After a breathless chase through the steep, forested hillsides, a shiny fox with a bouncy inflatable tail succumbed to his captor. Smash—a 39-year-old man in a latex fox suit with zippered crotch—gleefully whimpered and caressed his potbelly as the hunter rubbed his nipples. “He’s in fox heaven,” an onlooker said with a laugh.
Journalist Tracy Clark-Fory documented the bizarre ritual of the “Human Fox Hunt” at Lupin for Salon in 2011. She described men and women dressed up in leather and harnesses and erotic, anthropomorphic animal costumes stalking each other in the woods.
“There is a jarring dissonance between the back-to-basics naturist routine and the sinister ornamentation inside the hut,” Clark-Fory observed.
Punishment for the foxes apparently involved some sort of agreed-upon BDSM play in the privacy of a rented yurt.
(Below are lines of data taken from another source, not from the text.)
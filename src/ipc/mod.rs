//! IPC between the daemon and its clients: MessagePack over a Unix socket.

pub mod codec;
pub mod protocol;
//! Import / export of the persisted history.
//!
//! Export copies the store file verbatim to a timestamped file in the
//! export directory. Import validates a user-chosen file with the
//! history codec and, only if it holds at least one valid record,
//! overwrites the store with its bytes verbatim. Import replaces the
//! history outright; the caller obtains confirmation beforehand.

use std::path::{Path, PathBuf};

use chrono::{DateTime, Local};

use super::codec::{self, DecodeError};
use super::writer::Persister;
use super::StoragePaths;
use crate::history::ClipEntry;

/// Failure outcome of an import or export. The `Display` text is the
/// user-facing reason.
#[derive(Debug, Clone, Copy, PartialEq, Eq, thiserror::Error)]
pub enum TransferError {
    #[error("No history to export")]
    NothingToExport,
    #[error("Could not write export file")]
    ExportWriteFailed,
    #[error("File not found")]
    NotFound,
    #[error("Could not read file")]
    Unreadable,
    #[error("Invalid JSON format")]
    InvalidJson,
    #[error("Invalid format: expected an array")]
    NotAnArray,
    #[error("No valid clipboard items found")]
    NoValidItems,
    #[error("Could not write history file")]
    StoreWriteFailed,
}

/// A validated import, already written to the store.
#[derive(Debug)]
pub struct Imported {
    /// Valid entries found in the file, newest first.
    pub entries: Vec<ClipEntry>,
}

impl Imported {
    pub fn count(&self) -> usize {
        self.entries.len()
    }
}

/// Import/export over the store managed by a [`Persister`].
#[derive(Debug, Clone)]
pub struct TransferService {
    paths: StoragePaths,
}

impl TransferService {
    pub fn new(paths: StoragePaths) -> Self {
        Self { paths }
    }

    /// Copy the store file to `<export_dir>/clipboard_history_export_<stamp>.json`.
    ///
    /// Pending saves are flushed first so the copy reflects the current
    /// history. Returns the destination path.
    pub async fn export(
        &self,
        persister: &Persister,
        now: DateTime<Local>,
    ) -> Result<PathBuf, TransferError> {
        persister.flush().await;

        let source = &self.paths.registry_file;
        if !tokio::fs::try_exists(source).await.unwrap_or(false) {
            return Err(TransferError::NothingToExport);
        }

        let dest = self.paths.export_dir.join(export_file_name(now));
        if let Err(e) = tokio::fs::create_dir_all(&self.paths.export_dir).await {
            tracing::warn!(path = %self.paths.export_dir.display(), error = %e, "cannot create export directory");
            return Err(TransferError::ExportWriteFailed);
        }
        if let Err(e) = tokio::fs::copy(source, &dest).await {
            tracing::warn!(dest = %dest.display(), error = %e, "export copy failed");
            return Err(TransferError::ExportWriteFailed);
        }

        tracing::info!(dest = %dest.display(), "history exported");
        Ok(dest)
    }

    /// Validate `location` and, if valid, overwrite the store with it.
    ///
    /// `None` reads the default import file. On any failure the store is
    /// left untouched.
    pub async fn import(
        &self,
        location: Option<&Path>,
        persister: &Persister,
    ) -> Result<Imported, TransferError> {
        let path = location
            .map(Path::to_path_buf)
            .unwrap_or_else(|| self.paths.default_import_path());

        let (bytes, entries) = read_import(&path).await?;

        if let Err(e) = persister.write_now(bytes).await {
            tracing::warn!(error = %e, "import could not replace the history file");
            return Err(TransferError::StoreWriteFailed);
        }

        tracing::info!(path = %path.display(), count = entries.len(), "history imported");
        Ok(Imported { entries })
    }
}

/// Read and validate an import file without touching the store.
pub async fn read_import(path: &Path) -> Result<(Vec<u8>, Vec<ClipEntry>), TransferError> {
    let bytes = match tokio::fs::read(path).await {
        Ok(bytes) => bytes,
        Err(e) if e.kind() == std::io::ErrorKind::NotFound => {
            return Err(TransferError::NotFound);
        }
        Err(e) => {
            tracing::warn!(path = %path.display(), error = %e, "cannot read import file");
            return Err(TransferError::Unreadable);
        }
    };

    let decoded = match codec::decode(&bytes) {
        Ok(decoded) => decoded,
        Err(DecodeError::InvalidJson(e)) => {
            tracing::warn!(path = %path.display(), error = %e, "import file is not JSON");
            return Err(TransferError::InvalidJson);
        }
        Err(DecodeError::NotAnArray) => return Err(TransferError::NotAnArray),
    };

    if decoded.entries.is_empty() {
        return Err(TransferError::NoValidItems);
    }
    if decoded.dropped > 0 {
        tracing::info!(path = %path.display(), dropped = decoded.dropped, "import skips invalid records");
    }
    Ok((bytes, decoded.entries))
}

/// `clipboard_history_export_YYYY-MM-DD_HH-MM-SS.json`
pub fn export_file_name(now: DateTime<Local>) -> String {
    format!(
        "clipboard_history_export_{}.json",
        now.format("%Y-%m-%d_%H-%M-%S")
    )
}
Even if the sex happened out of public view, the sexualized role-play at a resort marketing itself as family-friendly sent shockwaves in naturist circles.
Not long after the hunt, the American Association of Nude Recreation (AANR) withdrew its accreditation from Lupin Lodge.
Cindy Gregory, a resident member and Lupin’s special events coordinator, wrote an open letter to AANR defending the decision to rent space to the fetish party. After all, she said, at least some of the kinky cosplayers shed their “furversions” to a polite nakedness after the hunt. Being outnumbered by “textiles,” as nudists call the clothed, can stir up insecurities for naturists.
“After the hunts, many of the participants took off their costumes and enjoyed the hot tub and pool in the nude,” she assured AANR leaders, adding that there was no public sex on the grounds. “I am gratified that they feel accepted here and comfortable enough to express themselves.”
Other non-naturist groups would rent out spaces for parties, all-night raves that drew the ire of neighbors and the attention of sheriff’s deputies. Months before the human fox hunt, a 21-year-old raver rolling on molly and four tabs of acid collapsed in the main bathroom—called the Taj Mahal by Lupin residents. Another partygoer found him around 6am, slumped over and vacant, and called 9-1-1. Paramedics recounted in incident reports that his blood pressure shot up and his brain swelled before he died.
“That should have woke us up,” a resident lamented. “By the time the next guy died, a lot of us had enough morally, ethically. We had to say something.”